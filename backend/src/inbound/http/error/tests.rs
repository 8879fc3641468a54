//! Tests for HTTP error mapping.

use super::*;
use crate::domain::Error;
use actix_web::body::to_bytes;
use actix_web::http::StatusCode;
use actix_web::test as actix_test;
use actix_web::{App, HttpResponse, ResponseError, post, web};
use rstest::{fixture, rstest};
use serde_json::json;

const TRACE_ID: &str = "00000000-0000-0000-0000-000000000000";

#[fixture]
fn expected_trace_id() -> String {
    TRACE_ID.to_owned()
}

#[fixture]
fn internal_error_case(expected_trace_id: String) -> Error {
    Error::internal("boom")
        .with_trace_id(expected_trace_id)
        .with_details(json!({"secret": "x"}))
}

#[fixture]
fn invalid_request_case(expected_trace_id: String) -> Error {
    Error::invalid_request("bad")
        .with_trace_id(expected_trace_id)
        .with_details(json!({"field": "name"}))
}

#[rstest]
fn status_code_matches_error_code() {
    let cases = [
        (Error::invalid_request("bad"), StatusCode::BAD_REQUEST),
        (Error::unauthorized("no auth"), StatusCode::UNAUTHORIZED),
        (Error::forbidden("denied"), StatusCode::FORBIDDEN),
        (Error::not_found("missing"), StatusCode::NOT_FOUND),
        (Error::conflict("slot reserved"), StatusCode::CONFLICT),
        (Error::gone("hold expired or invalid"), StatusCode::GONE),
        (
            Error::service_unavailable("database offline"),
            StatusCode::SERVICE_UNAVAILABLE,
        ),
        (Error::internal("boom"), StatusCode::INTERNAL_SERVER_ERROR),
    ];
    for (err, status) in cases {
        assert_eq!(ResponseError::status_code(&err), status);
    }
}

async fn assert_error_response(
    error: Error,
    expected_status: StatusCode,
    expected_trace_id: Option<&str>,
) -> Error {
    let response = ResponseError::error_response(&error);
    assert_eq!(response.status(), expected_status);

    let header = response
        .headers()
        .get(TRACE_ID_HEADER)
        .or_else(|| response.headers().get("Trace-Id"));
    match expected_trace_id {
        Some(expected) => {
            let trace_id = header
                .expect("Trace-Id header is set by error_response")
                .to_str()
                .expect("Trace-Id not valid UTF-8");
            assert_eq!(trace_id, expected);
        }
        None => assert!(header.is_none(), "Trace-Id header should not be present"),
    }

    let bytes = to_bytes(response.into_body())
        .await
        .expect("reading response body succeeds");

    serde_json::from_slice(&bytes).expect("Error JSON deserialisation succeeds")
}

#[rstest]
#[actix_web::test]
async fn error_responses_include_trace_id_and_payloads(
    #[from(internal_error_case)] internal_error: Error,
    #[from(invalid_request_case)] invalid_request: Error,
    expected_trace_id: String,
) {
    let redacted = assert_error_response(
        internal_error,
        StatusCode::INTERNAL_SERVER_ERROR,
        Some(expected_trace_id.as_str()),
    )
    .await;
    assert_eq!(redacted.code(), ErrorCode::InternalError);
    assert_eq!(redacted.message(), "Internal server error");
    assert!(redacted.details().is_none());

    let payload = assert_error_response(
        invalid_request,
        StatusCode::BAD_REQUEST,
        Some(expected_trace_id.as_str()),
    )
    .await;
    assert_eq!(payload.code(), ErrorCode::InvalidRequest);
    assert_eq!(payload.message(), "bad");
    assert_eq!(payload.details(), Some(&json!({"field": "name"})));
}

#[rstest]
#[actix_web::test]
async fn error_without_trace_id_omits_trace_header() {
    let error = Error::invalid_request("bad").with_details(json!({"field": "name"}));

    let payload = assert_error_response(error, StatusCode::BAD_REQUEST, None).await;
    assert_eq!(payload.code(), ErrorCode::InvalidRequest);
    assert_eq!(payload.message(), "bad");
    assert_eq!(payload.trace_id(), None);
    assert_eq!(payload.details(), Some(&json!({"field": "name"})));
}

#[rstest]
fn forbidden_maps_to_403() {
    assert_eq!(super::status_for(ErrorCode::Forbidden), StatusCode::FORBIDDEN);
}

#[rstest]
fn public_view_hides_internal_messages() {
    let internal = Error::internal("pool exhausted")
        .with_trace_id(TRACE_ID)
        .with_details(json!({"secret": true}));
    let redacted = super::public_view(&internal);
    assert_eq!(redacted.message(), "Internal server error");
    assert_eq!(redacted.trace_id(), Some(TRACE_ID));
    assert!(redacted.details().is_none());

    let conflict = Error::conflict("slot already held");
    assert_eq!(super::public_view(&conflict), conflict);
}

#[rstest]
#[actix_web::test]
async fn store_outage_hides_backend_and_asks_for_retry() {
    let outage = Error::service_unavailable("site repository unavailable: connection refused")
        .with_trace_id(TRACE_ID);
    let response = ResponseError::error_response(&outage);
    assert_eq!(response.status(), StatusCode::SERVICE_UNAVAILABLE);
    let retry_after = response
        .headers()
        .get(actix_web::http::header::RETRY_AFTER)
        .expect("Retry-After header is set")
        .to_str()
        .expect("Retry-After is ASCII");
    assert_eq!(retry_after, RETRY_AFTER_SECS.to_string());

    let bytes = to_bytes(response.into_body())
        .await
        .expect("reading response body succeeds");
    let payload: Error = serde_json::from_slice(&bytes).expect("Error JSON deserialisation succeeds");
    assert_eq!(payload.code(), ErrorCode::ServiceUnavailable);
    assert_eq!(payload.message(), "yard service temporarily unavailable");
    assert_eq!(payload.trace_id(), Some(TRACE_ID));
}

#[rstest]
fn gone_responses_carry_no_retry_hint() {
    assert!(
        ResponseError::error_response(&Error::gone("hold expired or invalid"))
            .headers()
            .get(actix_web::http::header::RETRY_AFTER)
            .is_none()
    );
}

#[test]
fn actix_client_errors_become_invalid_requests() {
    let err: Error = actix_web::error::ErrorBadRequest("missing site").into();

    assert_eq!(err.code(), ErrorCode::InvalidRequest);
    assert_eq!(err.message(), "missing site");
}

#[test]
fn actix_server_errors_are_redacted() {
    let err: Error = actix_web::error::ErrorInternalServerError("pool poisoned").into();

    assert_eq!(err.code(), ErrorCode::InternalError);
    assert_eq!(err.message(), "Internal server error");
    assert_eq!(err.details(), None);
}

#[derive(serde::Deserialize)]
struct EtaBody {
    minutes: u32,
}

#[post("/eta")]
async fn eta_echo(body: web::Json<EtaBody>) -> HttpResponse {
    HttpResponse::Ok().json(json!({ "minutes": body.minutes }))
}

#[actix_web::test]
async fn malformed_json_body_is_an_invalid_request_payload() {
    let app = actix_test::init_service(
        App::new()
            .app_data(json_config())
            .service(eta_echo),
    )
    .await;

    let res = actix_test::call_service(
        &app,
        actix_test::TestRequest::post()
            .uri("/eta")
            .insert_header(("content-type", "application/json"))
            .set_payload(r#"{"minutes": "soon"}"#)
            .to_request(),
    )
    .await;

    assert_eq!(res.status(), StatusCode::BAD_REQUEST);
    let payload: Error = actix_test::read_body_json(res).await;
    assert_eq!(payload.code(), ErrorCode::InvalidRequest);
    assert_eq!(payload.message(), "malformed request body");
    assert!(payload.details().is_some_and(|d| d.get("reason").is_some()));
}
=====
**Assigned task**
Every line of the material above should be repeated exactly.

**Task solution**
filename backend/src/inbound/http/error/tests.rs
repository 8879fc3641468a54
//! Tests for HTTP error mapping.

use super::*;
use crate::domain::Error;
use actix_web::body::to_bytes;
use actix_web::http::StatusCode;
use actix_web::test as actix_test;
use actix_web::{App, HttpResponse, ResponseError, post, web};
use rstest::{fixture, rstest};
use serde_json::json;

const TRACE_ID: &str = "00000000-0000-0000-0000-000000000000";

#[fixture]
fn expected_trace_id() -> String {
    TRACE_ID.to_owned()
}

#[fixture]
fn internal_error_case(expected_trace_id: String) -> Error {
    Error::internal("boom")
        .with_trace_id(expected_trace_id)
        .with_details(json!({"secret": "x"}))
}

#[fixture]
fn invalid_request_case(expected_trace_id: String) -> Error {
    Error::invalid_request("bad")
        .with_trace_id(expected_trace_id)
        .with_details(json!({"field": "name"}))
}

#[rstest]
fn status_code_matches_error_code() {
    let cases = [
        (Error::invalid_request("bad"), StatusCode::BAD_REQUEST),
        (Error::unauthorized("no auth"), StatusCode::UNAUTHORIZED),
        (Error::forbidden("denied"), StatusCode::FORBIDDEN),
        (Error::not_found("missing"), StatusCode::NOT_FOUND),
        (Error::conflict("slot reserved"), StatusCode::CONFLICT),
        (Error::gone("hold expired or invalid"), StatusCode::GONE),
        (
            Error::service_unavailable("database offline"),
            StatusCode::SERVICE_UNAVAILABLE,
        ),
        (Error::internal("boom"), StatusCode::INTERNAL_SERVER_ERROR),
    ];
    for (err, status) in cases {
        assert_eq!(ResponseError::status_code(&err), status);
    }
}

async fn assert_error_response(
    error: Error,
    expected_status: StatusCode,
    expected_trace_id: Option<&str>,
) -> Error {
    let response = ResponseError::error_response(&error);
    assert_eq!(response.status(), expected_status);

    let header = response
        .headers()
        .get(TRACE_ID_HEADER)
        .or_else(|| response.headers().get("Trace-Id"));
    match expected_trace_id {
        Some(expected) => {
            let trace_id = header
                .expect("Trace-Id header is set by error_response")
                .to_str()
                .expect("Trace-Id not valid UTF-8");
            assert_eq!(trace_id, expected);
        }
        None => assert!(header.is_none(), "Trace-Id header should not be present"),
    }

    let bytes = to_bytes(response.into_body())
        .await
        .expect("reading response body succeeds");

    serde_json::from_slice(&bytes).expect("Error JSON deserialisation succeeds")
}

#[rstest]
#[actix_web::test]
async fn error_responses_include_trace_id_and_payloads(
    #[from(internal_error_case)] internal_error: Error,
    #[from(invalid_request_case)] invalid_request: Error,
    expected_trace_id: String,
) {
    let redacted = assert_error_response(
        internal_error,
        StatusCode::INTERNAL_SERVER_ERROR,
        Some(expected_trace_id.as_str()),
    )
    .await;
    assert_eq!(redacted.code(), ErrorCode::InternalError);
    assert_eq!(redacted.message(), "Internal server error");
    assert!(redacted.details().is_none());

    let payload = assert_error_response(
        invalid_request,
        StatusCode::BAD_REQUEST,
        Some(expected_trace_id.as_str()),
    )
    .await;
    assert_eq!(payload.code(), ErrorCode::InvalidRequest);
    assert_eq!(payload.message(), "bad");
    assert_eq!(payload.details(), Some(&json!({"field": "name"})));
}

#[rstest]
#[actix_web::test]
async fn error_without_trace_id_omits_trace_header() {
    let error = Error::invalid_request("bad").with_details(json!({"field": "name"}));

    let payload = assert_error_response(error, StatusCode::BAD_REQUEST, None).await;
    assert_eq!(payload.code(), ErrorCode::InvalidRequest);
    assert_eq!(payload.message(), "bad");
    assert_eq!(payload.trace_id(), None);
    assert_eq!(payload.details(), Some(&json!({"field": "name"})));
}

#[rstest]
fn forbidden_maps_to_403() {
    assert_eq!(super::status_for(ErrorCode::Forbidden), StatusCode::FORBIDDEN);
}

#[rstest]
fn public_view_hides_internal_messages() {
    let internal = Error::internal("pool exhausted")
        .with_trace_id(TRACE_ID)
        .with_details(json!({"secret": true}));
    let redacted = super::public_view(&internal);
    assert_eq!(redacted.message(), "Internal server error");
    assert_eq!(redacted.trace_id(), Some(TRACE_ID));
    assert!(redacted.details().is_none());

    let conflict = Error::conflict("slot already held");
    assert_eq!(super::public_view(&conflict), conflict);
}

#[rstest]
#[actix_web::test]
async fn store_outage_hides_backend_and_asks_for_retry() {
    let outage = Error::service_unavailable("site repository unavailable: connection refused")
        .with_trace_id(TRACE_ID);
    let response = ResponseError::error_response(&outage);
    assert_eq!(response.status(), StatusCode::SERVICE_UNAVAILABLE);
    let retry_after = response
        .headers()
        .get(actix_web::http::header::RETRY_AFTER)
        .expect("Retry-After header is set")
        .to_str()
        .expect("Retry-After is ASCII");
    assert_eq!(retry_after, RETRY_AFTER_SECS.to_string());

    let bytes = to_bytes(response.into_body())
        .await
        .expect("reading response body succeeds");
    let payload: Error = serde_json::from_slice(&bytes).expect("Error JSON deserialisation succeeds");
    assert_eq!(payload.code(), ErrorCode::ServiceUnavailable);
    assert_eq!(payload.message(), "yard service temporarily unavailable");
    assert_eq!(payload.trace_id(), Some(TRACE_ID));
}

#[rstest]
fn gone_responses_carry_no_retry_hint() {
    assert!(
        ResponseError::error_response(&Error::gone("hold expired or invalid"))
            .headers()
            .get(actix_web::http::header::RETRY_AFTER)
            .is_none()
    );
}

#[test]
fn actix_client_errors_become_invalid_requests() {
    let err: Error = actix_web::error::ErrorBadRequest("missing site").into();

    assert_eq!(err.code(), ErrorCode::InvalidRequest);
    assert_eq!(err.message(), "missing site");
}

#[test]
fn actix_server_errors_are_redacted() {
    let err: Error = actix_web::error::ErrorInternalServerError("pool poisoned").into();

    assert_eq!(err.code(), ErrorCode::InternalError);
    assert_eq!(err.message(), "Internal server error");
    assert_eq!(err.details(), None);
}

#[derive(serde::Deserialize)]
struct EtaBody {
    minutes: u32,
}

#[post("/eta")]
async fn eta_echo(body: web::Json<EtaBody>) -> HttpResponse {
    HttpResponse::Ok().json(json!({ "minutes": body.minutes }))
}

#[actix_web::test]
async fn malformed_json_body_is_an_invalid_request_payload() {
    let app = actix_test::init_service(
        App::new()
            .app_data(json_config())
            .service(eta_echo),
    )
    .await;

    let res = actix_test::call_service(
        &app,
        actix_test::TestRequest::post()
            .uri("/eta")
            .insert_header(("content-type", "application/json"))
            .set_payload(r#"{"minutes": "soon"}"#)
            .to_request(),
    )
    .await;

    assert_eq!(res.status(), StatusCode::BAD_REQUEST);
    let payload: Error = actix_test::read_body_json(res).await;
    assert_eq!(payload.code(), ErrorCode::InvalidRequest);
    assert_eq!(payload.message(), "malformed request body");
    assert!(payload.details().is_some_and(|d| d.get("reason").is_some()));
}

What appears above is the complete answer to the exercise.